Start of EXERCISE DATA

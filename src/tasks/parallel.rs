// ABOUTME: Parallel composite task: runs every configured sub-task concurrently
// ABOUTME: Collects all results in input order; sub-task errors become failed results

use async_trait::async_trait;
use futures::future::join_all;
use serde_json::Value;
use tracing::{info, warn};

use super::{results_to_value, sub_tasks, TaskHandler};
use crate::engine::error::Result;
use crate::engine::{ExecutionContext, TaskResult};
use crate::model::Task;

pub struct ParallelHandler;

#[async_trait]
impl TaskHandler for ParallelHandler {
    async fn execute(&self, task: &Task, ctx: &ExecutionContext) -> Result<Value> {
        let children = sub_tasks(task)?;
        info!(task_id = %task.id, count = children.len(), "Running sub-tasks in parallel");

        let outcomes = join_all(
            children
                .iter()
                .map(|child| ctx.executor.execute_task(child, &ctx.instance)),
        )
        .await;

        let results: Vec<TaskResult> = children
            .iter()
            .zip(outcomes)
            .map(|(child, outcome)| match outcome {
                Ok(result) => result,
                Err(e) => {
                    warn!(task_id = %task.id, sub_task = %child.id, error = %e, "Sub-task error");
                    TaskResult::failed(&child.id, e.to_string())
                }
            })
            .collect();

        results_to_value(task, &results)
    }
}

End of EXERCISE DATA

Check each line of the entries for "ParallelHandler" and copy those that have it.

__THE ANSWER__:
pub struct ParallelHandler;
impl TaskHandler for ParallelHandler {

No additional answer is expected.